The “discourse” around Brexit, and what our increasingly isolated island may look like in its aftermath has been as brutal as it has been banal, a maelstrom of ineffiency and misinformation, which has led to a strange stagnation of ideas, and a feeling as though we’ve collectively left the gas on at home, drifting away into oblivion, as the braying, aimless din of Johnson, Farage, and Rees-Mogg reverberates around our living rooms.
Personally, I believe the fact that we’re leaving the European Union at all is total fucking insanity. We’ve reported on it at Dazed extensively, both before and after the vote. We know that the Leave campaign broke electoral law, and we projected it onto the Royal Courts of Justice. We know that the people spearheading the motion to exit the European Union without a deal are bad actors, in the sense that they are ill-intentioned. This is unfortunately a conversation being largely driven by callous men in their mid-50s with little regard for the consequences of what happens next, and crucially, little knowledge.
“A striking feature of the country’s conversation around Brexit is that there is an intellectual and moral abyss where the best interests of the population should be”
The People’s Vote is a campaign calling for the public to have the final say on the Brexit deal that the country comes out with. A striking feature of the country’s conversation around Brexit is that there is an intellectual and moral abyss where the best interests of the population should be.
The People’s Vote attempts to redress some of that imbalance and give some power to the people, rather than having our plunge into uncertainty dictated by politicians who are rich and privileged enough to be unaffected by the outcome (although some of them are already moving their money out of the country in anticipation of the disaster they’re organising).
We should not let these people decide what’s best for us, because there’s absolutely no evidence that they’ve ever considered it.
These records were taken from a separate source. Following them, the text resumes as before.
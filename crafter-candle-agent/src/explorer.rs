//! Action selection from the output of a Q-network.
use crate::model::ActionValue;
use anyhow::Result;
use crafter_core::schedule::{Schedule, ScheduleConfig};
use rand::Rng;
use serde::{Deserialize, Serialize};

/// Takes the action with the largest expected value.
///
/// Quantile outputs are averaged over quantiles before the arg-max. Ties are
/// broken toward the lowest action index.
#[derive(Debug, Deserialize, Serialize, PartialEq, Clone, Default)]
pub struct Greedy;

impl Greedy {
    /// Returns the greedy action for each observation in the batch.
    pub fn action(&self, av: &ActionValue) -> Result<Vec<usize>> {
        av.greedy_actions()
    }
}

/// Epsilon-greedy explorer with an annealed exploration rate.
///
/// `epsilon = schedule.value(t)`, where `t` counts the calls to
/// [`EpsilonGreedy::action`] on both the random and the greedy branch.
#[derive(Debug, Deserialize, Serialize, PartialEq, Clone)]
pub struct EpsilonGreedy {
    /// Schedule of the exploration rate.
    pub schedule: ScheduleConfig,

    /// Number of calls so far.
    pub t: usize,
}

impl Default for EpsilonGreedy {
    fn default() -> Self {
        Self::new(ScheduleConfig::default())
    }
}

impl EpsilonGreedy {
    /// Constructs epsilon-greedy explorer.
    pub fn new(schedule: ScheduleConfig) -> Self {
        Self { schedule, t: 0 }
    }

    /// Current exploration rate.
    pub fn epsilon(&self) -> f64 {
        self.schedule.value(self.t)
    }

    /// Takes an action for each observation in the batch.
    ///
    /// A single uniform draw decides between a random and the greedy action.
    /// With `force_random` the action is random regardless of epsilon.
    pub fn action(
        &mut self,
        av: &ActionValue,
        rng: &mut impl Rng,
        force_random: bool,
    ) -> Result<Vec<usize>> {
        let eps = self.epsilon();
        self.t += 1;

        if force_random || rng.gen::<f64>() < eps {
            let (n_samples, n_actions) = (av.batch_size(), av.num_actions());
            Ok((0..n_samples).map(|_| rng.gen_range(0..n_actions)).collect())
        } else {
            av.greedy_actions()
        }
    }
}

/// Explorers used by the value-based agents in training mode.
#[derive(Debug, Deserialize, Serialize, PartialEq, Clone)]
pub enum DqnExplorer {
    /// Greedy action selection.
    Greedy(Greedy),

    /// Epsilon-greedy action selection.
    EpsilonGreedy(EpsilonGreedy),
}

impl Default for DqnExplorer {
    fn default() -> Self {
        Self::EpsilonGreedy(EpsilonGreedy::default())
    }
}

impl DqnExplorer {
    /// Epsilon-greedy explorer with the given schedule.
    pub fn epsilon_greedy(schedule: ScheduleConfig) -> Self {
        Self::EpsilonGreedy(EpsilonGreedy::new(schedule))
    }

    /// Takes an action for each observation in the batch.
    pub fn action(
        &mut self,
        av: &ActionValue,
        rng: &mut impl Rng,
        force_random: bool,
    ) -> Result<Vec<usize>> {
        match self {
            Self::Greedy(greedy) => greedy.action(av),
            Self::EpsilonGreedy(egreedy) => egreedy.action(av, rng, force_random),
        }
    }

    /// Current exploration rate, zero for the greedy explorer.
    pub fn epsilon(&self) -> f64 {
        match self {
            Self::Greedy(_) => 0.0,
            Self::EpsilonGreedy(egreedy) => egreedy.epsilon(),
        }
    }

    /// Time step of the exploration schedule.
    pub fn t(&self) -> usize {
        match self {
            Self::Greedy(_) => 0,
            Self::EpsilonGreedy(egreedy) => egreedy.t,
        }
    }

    pub(crate) fn set_t(&mut self, t: usize) {
        if let Self::EpsilonGreedy(egreedy) = self {
            egreedy.t = t;
        }
    }
}

#[cfg(test)]
mod tests {
    use super::*;
    use candle_core::{Device, Tensor};
    use rand::{rngs::StdRng, SeedableRng};

    fn action_value() -> ActionValue {
        let q = Tensor::new(&[[0.0f32, 1.0, 0.5, -1.0]], &Device::Cpu).unwrap();
        ActionValue::Scalar(q)
    }

    #[test]
    fn test_greedy() {
        assert_eq!(Greedy.action(&action_value()).unwrap(), vec![1]);
    }

    #[test]
    fn test_epsilon_zero_is_greedy() {
        let mut rng = StdRng::seed_from_u64(0);
        let mut explorer = EpsilonGreedy::new(ScheduleConfig::Constant(0.0));
        for _ in 0..100 {
            assert_eq!(explorer.action(&action_value(), &mut rng, false).unwrap(), vec![1]);
        }
        assert_eq!(explorer.t, 100);
    }

    #[test]
    fn test_epsilon_one_is_uniform() {
        let mut rng = StdRng::seed_from_u64(1);
        let mut explorer = EpsilonGreedy::new(ScheduleConfig::Constant(1.0));
        let mut counts = [0usize; 4];
        for _ in 0..4000 {
            let a = explorer.action(&action_value(), &mut rng, false).unwrap()[0];
            counts[a] += 1;
        }
        assert!(counts.iter().all(|&c| (900..1100).contains(&c)), "{:?}", counts);
    }

    #[test]
    fn test_force_random() {
        let mut rng = StdRng::seed_from_u64(2);
        let mut explorer = EpsilonGreedy::new(ScheduleConfig::Constant(0.0));
        let actions: Vec<usize> = (0..200)
            .map(|_| explorer.action(&action_value(), &mut rng, true).unwrap()[0])
            .collect();
        assert!(actions.iter().any(|&a| a != 1));
    }

    #[test]
    fn test_schedule_advances_per_call() {
        let mut rng = StdRng::seed_from_u64(3);
        let mut explorer = DqnExplorer::epsilon_greedy(ScheduleConfig::linear(1.0, 0.0, 10));
        assert_eq!(explorer.epsilon(), 1.0);
        for _ in 0..5 {
            explorer.action(&action_value(), &mut rng, false).unwrap();
        }
        assert_eq!(explorer.t(), 5);
        assert!((explorer.epsilon() - 0.5).abs() < 1e-12);

        for _ in 0..10 {
            explorer.action(&action_value(), &mut rng, false).unwrap();
        }
        assert_eq!(explorer.epsilon(), 0.0);
        assert_eq!(explorer.action(&action_value(), &mut rng, false).unwrap(), vec![1]);
    }
}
Sign up here, find out who your local MP is here and write to them – yes, while this issue has been the dullest pub chat in the history of man, our future is in the hands of people who simply don’t care about our welfare. The concept of more voting and discussion on this topic is understandably now anathema to many – it’s almost as if people have been bored into submission. But, as much as it pains me to drag this platitude back from the dead: we need to take back control.